メンタルスキルを持っていてもメンタルダウンする人がいるのは何故か?

 
2011年からスポーツメンタルコーチ
として活動してきました。
 
昔は「メンタル」と言っても
ピンとこない人が多かったです。
 
ここ最近では
数多くの場面でメンタルコーチや
メンタルトレーナーの活躍が
報じられるようになりました。
 
その中で
様々なメンタル面における考え方
がある事に気付きました。
 
その上で、
「メンタルはスキルなのか?」と
お問い合わせを頂くことがあります。
 
私としては数多くのアスリートを支え、
科学的にも言えることが一つあります。
 
それは、
「メンタルはスキルとは言い切れない」
です。
 
つまり、
「メンタルスキル」として捉える事で
メンタルをよくしていける人もいれば、
 
「メンタルスキル」を伝えても
メンタルがどうにもならない人が
一定数はいるからです。
 
その最大の理由の一つに、
「同じ人はいない」になります。
 
例えば、
私たち日本人と欧米人では
身体の作りが違ってきます。
 
骨格に限らず筋肉も違います。
速筋繊維と遅筋繊維の割合が
違うそうです。
 
さらには考え方も違います。
個人主義の欧米人に対して
全体の輪を重んじる傾向が
日本人にはあります。
 
考え方の差は文化的背景や
地政学的な背景もあります。
 
しかし、
その中でも特に着目すべきは
「遺伝子情報」です。
 
遺伝的な要素を抜きにして
語れないことが多いのです。
 
例えば、
一卵性双生児は一つの卵から
2人の胎児が生まれます。
 
なので、
遺伝子情報は限りなく
似たものになるからです。
 
しかし、
双子の性格は必ずしも
一致するのでしょうか?
 
この分野について研究しているのが
遺伝子学やパーソナリティー心理学
になります。
 
遺伝的な要素も大切なのですが、
それ以上にどんな環境で過ごしてきたか?
 
共有環境と非共有環境が
重要になることがわかっています。
 
つまり、
どんな環境で育ってきたのか?
どんな人達が周りにいたのか?
どんな気候で過ごしたのか?
などが性格に影響してくるのです。
 
なので、
環境面を無視したら
メンタルはスキルだと言えます。
 
しかし、
メンタルがスキルにならないのは
環境から私たちは少なからず影響を
無意識に受けるからです。
 
その環境に適応する為に
私たち日本人が進化の過程で得たのが
セロトニントランスポーターです。
 
脳科学的にとても重要なのが
セロトニンです。
 
このセロトニンを届けるセロトニン
トランスポーターが日本人は遺伝的に
欧米人との違いがあると考えられています。
 

セロトニントランスポーターとは?

 

”セロトニントランスポーター(serotonin transporter)遺伝子(SLC6A4遺伝子)において、日本人と欧米人の間には特定の遺伝的な違いが存在します。

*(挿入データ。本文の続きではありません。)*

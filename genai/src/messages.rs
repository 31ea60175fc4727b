//! Claude Messages API client.
//!
//! Only the exchange the hub needs is modelled: one user prompt, optionally
//! with tools, answered by a single response.

use crate::{Error, Schema};
use reqwest::header::{HeaderMap, HeaderValue, CONTENT_TYPE};
use serde::de::DeserializeOwned;
use serde::{Deserialize, Serialize};
use std::time::Duration;

const API_BASE: &str = "https://api.anthropic.com/v1";
const API_VERSION: &str = "2023-06-01";

/// Model used when neither the client nor the request names one.
pub const DEFAULT_MODEL: &str = "claude-sonnet-4-20250514";

/// Claude API client.
#[derive(Clone)]
pub struct Claude {
    client: reqwest::Client,
    api_key: String,
    model: String,
    base_url: String,
}

impl Claude {
    /// Create a new Claude client with the given API key.
    pub fn new(api_key: impl Into<String>) -> Self {
        Self {
            client: http_client(),
            api_key: api_key.into(),
            model: DEFAULT_MODEL.to_string(),
            base_url: API_BASE.to_string(),
        }
    }

    /// Create a Claude client from the ANTHROPIC_API_KEY environment variable.
    pub fn from_env() -> Result<Self, Error> {
        let api_key = std::env::var("ANTHROPIC_API_KEY").map_err(|_| Error::NoApiKey)?;
        Ok(Self::new(api_key))
    }

    /// Set the default model for this client.
    pub fn with_model(mut self, model: impl Into<String>) -> Self {
        self.model = model.into();
        self
    }

    /// Point the client at a different API root (proxies, tests).
    pub fn with_base_url(mut self, base_url: impl Into<String>) -> Self {
        self.base_url = base_url.into().trim_end_matches('/').to_string();
        self
    }

    /// The model used when a request doesn't name one.
    pub fn model(&self) -> &str {
        &self.model
    }

    /// Send a request and return the parsed response.
    pub async fn complete(&self, request: Request) -> Result<Response, Error> {
        let body = self.build_api_request(&request);
        let headers = self.build_headers()?;

        tracing::debug!(model = %body.model, "sending messages request");

        let response = self
            .client
            .post(format!("{}/messages", self.base_url))
            .headers(headers)
            .json(&body)
            .send()
            .await
            .map_err(|e| Error::Network(e.to_string()))?;

        if !response.status().is_success() {
            let status = response.status().as_u16();
            let body = response.text().await.unwrap_or_default();
            return Err(Error::Api {
                status,
                message: body,
            });
        }

        let api_response: ApiResponse = response
            .json()
            .await
            .map_err(|e| Error::Parse(e.to_string()))?;

        let response = Response::from(api_response);
        tracing::debug!(
            input_tokens = response.usage.input_tokens,
            output_tokens = response.usage.output_tokens,
            stop_reason = ?response.stop_reason,
            "messages response"
        );
        Ok(response)
    }

    /// Ask the model to fill in `T` and deserialize its answer.
    ///
    /// The request carries a single tool built from `T`'s schema and forces
    /// the model to call it. The tool input is the structured reply.
    pub async fn extract<T>(&self, request: Request) -> Result<T, Error>
    where
        T: Schema + DeserializeOwned,
    {
        let name = T::schema_name();
        let response = self
            .complete(request.with_forced_tool(Tool::from_schema::<T>()))
            .await?;

        let Some(call) = response.tool_call(name) else {
            return Err(Error::Parse(format!(
                "model did not call `{name}` (stop reason: {:?})",
                response.stop_reason
            )));
        };

        serde_json::from_value(call.input.clone())
            .map_err(|e| Error::Parse(format!("`{name}` input did not match schema: {e}")))
    }

    fn build_headers(&self) -> Result<HeaderMap, Error> {
        let mut headers = HeaderMap::new();
        headers.insert(CONTENT_TYPE, HeaderValue::from_static("application/json"));
        headers.insert(
            "x-api-key",
            HeaderValue::from_str(&self.api_key)
                .map_err(|e| Error::Config(format!("Invalid API key: {e}")))?,
        );
        headers.insert("anthropic-version", HeaderValue::from_static(API_VERSION));
        Ok(headers)
    }

    fn build_api_request<'a>(&'a self, request: &'a Request) -> ApiRequest<'a> {
        ApiRequest {
            model: request.model.as_deref().unwrap_or(&self.model),
            max_tokens: request.max_tokens,
            messages: [ApiMessage {
                role: "user",
                content: &request.prompt,
            }],
            temperature: request.temperature,
            tools: (!request.tools.is_empty()).then_some(request.tools.as_slice()),
            tool_choice: request.forced_tool.as_deref().map(ApiToolChoice::forced),
        }
    }
}

pub(crate) fn http_client() -> reqwest::Client {
    reqwest::Client::builder()
        .timeout(Duration::from_secs(120))
        .connect_timeout(Duration::from_secs(30))
        .build()
        .unwrap_or_else(|_| reqwest::Client::new())
}

// ============================================================================
// Public types
// ============================================================================

/// A single-prompt request.
#[derive(Debug, Clone)]
pub struct Request {
    pub model: Option<String>,
    pub max_tokens: usize,
    pub prompt: String,
    pub temperature: Option<f32>,
    pub tools: Vec<Tool>,
    /// Name of a tool the model must call.
    pub forced_tool: Option<String>,
}

impl Request {
    /// Create a request carrying one user prompt.
    pub fn prompt(text: impl Into<String>) -> Self {
        Self {
            model: None,
            max_tokens: 4096,
            prompt: text.into(),
            temperature: None,
            tools: Vec::new(),
            forced_tool: None,
        }
    }

    pub fn with_model(mut self, model: impl Into<String>) -> Self {
        self.model = Some(model.into());
        self
    }

    pub fn with_max_tokens(mut self, max_tokens: usize) -> Self {
        self.max_tokens = max_tokens;
        self
    }

    pub fn with_temperature(mut self, temperature: f32) -> Self {
        self.temperature = Some(temperature);
        self
    }

    /// Offer `tool` and require the model to call it.
    pub fn with_forced_tool(mut self, tool: Tool) -> Self {
        self.forced_tool = Some(tool.name.clone());
        self.tools.push(tool);
        self
    }
}

/// A tool definition.
#[derive(Debug, Clone, Serialize)]
pub struct Tool {
    pub name: String,
    pub description: String,
    pub input_schema: serde_json::Value,
}

impl Tool {
    /// Build a tool whose input is `T`.
    pub fn from_schema<T: Schema>() -> Self {
        Self {
            name: T::schema_name().to_string(),
            description: T::schema_description().to_string(),
            input_schema: T::json_schema(),
        }
    }
}

/// A tool call made by the model.
#[derive(Debug, Clone, PartialEq)]
pub struct ToolCall {
    pub id: String,
    pub name: String,
    pub input: serde_json::Value,
}

/// A response from Claude. Content other than tool calls is dropped.
#[derive(Debug, Clone)]
pub struct Response {
    pub id: String,
    pub model: String,
    pub tool_calls: Vec<ToolCall>,
    pub stop_reason: StopReason,
    pub usage: Usage,
}

impl Response {
    /// The first call to the named tool, if any.
    pub fn tool_call(&self, name: &str) -> Option<&ToolCall> {
        self.tool_calls.iter().find(|call| call.name == name)
    }
}

impl From<ApiResponse> for Response {
    fn from(api: ApiResponse) -> Self {
        let tool_calls = api
            .content
            .into_iter()
            .filter_map(|block| match block {
                ApiContent::ToolUse { id, name, input } => Some(ToolCall { id, name, input }),
                ApiContent::Other => None,
            })
            .collect();

        let stop_reason = match api.stop_reason.as_deref() {
            Some("max_tokens") => StopReason::MaxTokens,
            Some("stop_sequence") => StopReason::StopSequence,
            Some("tool_use") => StopReason::ToolUse,
            _ => StopReason::EndTurn,
        };

        Self {
            id: api.id,
            model: api.model,
            tool_calls,
            stop_reason,
            usage: Usage {
                input_tokens: api.usage.input_tokens,
                output_tokens: api.usage.output_tokens,
            },
        }
    }
}

/// Why the model stopped generating.
#[derive(Debug, Clone, Copy, PartialEq, Eq)]
pub enum StopReason {
    EndTurn,
    MaxTokens,
    StopSequence,
    ToolUse,
}

/// Token usage information.
#[derive(Debug, Clone)]
pub struct Usage {
    pub input_tokens: usize,
    pub output_tokens: usize,
}

// ============================================================================
// Wire types
// ============================================================================

#[derive(Debug, Serialize)]
struct ApiRequest<'a> {
    model: &'a str,
    max_tokens: usize,
    messages: [ApiMessage<'a>; 1],
    #[serde(skip_serializing_if = "Option::is_none")]
    temperature: Option<f32>,
    #[serde(skip_serializing_if = "Option::is_none")]
    tools: Option<&'a [Tool]>,
    #[serde(skip_serializing_if = "Option::is_none")]
    tool_choice: Option<ApiToolChoice<'a>>,
}

#[derive(Debug, Serialize)]
struct ApiMessage<'a> {
    role: &'static str,
    content: &'a str,
}

#[derive(Debug, Serialize)]
struct ApiToolChoice<'a> {
    r#type: &'static str,
    name: &'a str,
}

impl<'a> ApiToolChoice<'a> {
    fn forced(name: &'a str) -> Self {
        Self {
            r#type: "tool",
            name,
        }
    }
}

#[derive(Debug, Deserialize)]
struct ApiResponse {
    id: String,
    model: String,
    content: Vec<ApiContent>,
    #[serde(default)]
    stop_reason: Option<String>,
    usage: ApiUsage,
}

#[derive(Debug, Deserialize)]
#[serde(tag = "type", rename_all = "snake_case")]
enum ApiContent {
    ToolUse {
        id: String,
        name: String,
        input: serde_json::Value,
    },
    #[serde(other)]
    Other,
}

#[derive(Debug, Deserialize)]
struct ApiUsage {
    input_tokens: usize,
    output_tokens: usize,
}

#[cfg(test)]
mod tests {
    use super::*;

    /// Record a reading
    #[derive(crate::Schema, Deserialize)]
    #[schema(name = "record")]
    #[allow(dead_code)]
    struct Reading {
        value: u32,
    }

    #[test]
    fn test_client_creation() {
        let client = Claude::new("test-key");
        assert_eq!(client.model, DEFAULT_MODEL);
        assert_eq!(client.base_url, API_BASE);
    }

    #[test]
    fn test_client_with_model_and_base_url() {
        let client = Claude::new("test-key")
            .with_model("claude-3-opus")
            .with_base_url("http://localhost:9999/v1/");
        assert_eq!(client.model(), "claude-3-opus");
        assert_eq!(client.base_url, "http://localhost:9999/v1");
    }

    #[test]
    fn test_request_builder() {
        let request = Request::prompt("Hello")
            .with_max_tokens(1000)
            .with_temperature(0.7)
            .with_forced_tool(Tool::from_schema::<Reading>());

        assert_eq!(request.max_tokens, 1000);
        assert_eq!(request.temperature, Some(0.7));
        assert_eq!(request.prompt, "Hello");
        assert_eq!(request.forced_tool.as_deref(), Some("record"));
        assert_eq!(request.tools.len(), 1);
    }

    #[test]
    fn test_forced_tool_serialization() {
        let client = Claude::new("test-key");
        let request = Request::prompt("Hi").with_forced_tool(Tool::from_schema::<Reading>());
        let body = serde_json::to_value(client.build_api_request(&request)).unwrap();

        assert_eq!(body["model"], DEFAULT_MODEL);
        assert_eq!(body["messages"][0]["role"], "user");
        assert_eq!(body["messages"][0]["content"], "Hi");
        assert_eq!(body["tools"][0]["name"], "record");
        assert_eq!(body["tools"][0]["description"], "Record a reading");
        assert_eq!(body["tool_choice"]["type"], "tool");
        assert_eq!(body["tool_choice"]["name"], "record");
        assert!(body.get("temperature").is_none());
    }

    #[test]
    fn test_plain_request_omits_tools() {
        let client = Claude::new("test-key");
        let request = Request::prompt("Hi").with_model("claude-test");
        let body = serde_json::to_value(client.build_api_request(&request)).unwrap();

        assert_eq!(body["model"], "claude-test");
        assert!(body.get("tools").is_none());
        assert!(body.get("tool_choice").is_none());
    }

    #[test]
    fn test_response_keeps_only_tool_calls() {
        let raw = serde_json::json!({
            "id": "msg_1",
            "model": "m",
            "content": [
                {"type": "thinking", "thinking": "..."},
                {"type": "text", "text": "Here you go"},
                {"type": "tool_use", "id": "t1", "name": "record", "input": {"a": 1}}
            ],
            "stop_reason": "tool_use",
            "usage": {"input_tokens": 3, "output_tokens": 4}
        });
        let api: ApiResponse = serde_json::from_value(raw).unwrap();
        let response = Response::from(api);

        assert_eq!(response.tool_calls.len(), 1);
        assert_eq!(response.stop_reason, StopReason::ToolUse);
        assert_eq!(response.tool_call("record").unwrap().input["a"], 1);
        assert!(response.tool_call("other").is_none());
    }
}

この遺伝子には、セロトニンの再取り込みを担うタンスポーターの遺伝子型に関連した多型があります。この多型は、セロトニンシステムの機能に影響を与える可能性があります。

 

最もよく研究されている多型は、5-HTTLPR(セロトニントランスポーター長/短多型)と呼ばれるものです。この多型は、5-HTTLPR遺伝子座のアレルの長さによって定義されます。長いアレル(Lアレル)と短いアレル(Sアレル)の2つがあります。

 

研究によると、一部の報告では日本人集団においてSアレルの頻度が比較的高いとされています。これに対して、欧米人集団ではLアレルがより一般的であるという報告もあります。

 

この5-HTTLPR多型は、セロトニンシステムの活性やセロトニンの再取り込みに関与するため、個人の行動、情緒、および精神的な特性に影響を及ぼす可能性があります。ただし、この遺伝子多型と個人の特性との関連性は複雑であり、他の遺伝子や環境要因も重要な役割を果たすことが示唆されています。”

 

メンタルをスキルで補う別の形を求めて

 

現代社会においては食生活などの
急激なライフスタイルの変化に
よってメンタルダウンする人が
増えました。
 
環境の変化によってうつ病になどの
精神疾患に罹る確率が高くなっています。
 
また私たちを取り巻く環境においては
発展途上国よりも日本を含む先進国に
おける精神疾患も多いと言われます。
 
自殺者だって先進国が
圧倒的に多いのです。
 
だからこそメンタルをスキルとした
場合に個人ではどうにもならない
環境からの影響を私たちは少なからず
受けることがわかっています。
 
その上で、
メンタルはスキルだと捉えることが
できる人は比較的に遺伝的にも環境的
にも恵まれメンタルのスキルを学べる
人たちに限られるのではないのか?
思うのです。
 
では、
環境的にも遺伝的にも恵まれていない
人はどうしたらいいのでしょうか?
 
そこで必要になるのが、メンタル面を
改善に導く指導者、親御さんへの普及、
さらにはメンタルコーチを増やしていく
必要があると私は思っています。
 
私自身、
うつ病を経験してます。
 
母親も
うつ病を経験してます。
 
スキルではどうにでもならない
世界を身をもって感じてきました。
 
知識を知っていても、
変われない人はいます。
 
だからこそ、
知識を伝えるのではなく
寄り添える人を増やして
いきたいのです。
 

メンタルスキルを必要としない

そんな社会を私は目指したいのです。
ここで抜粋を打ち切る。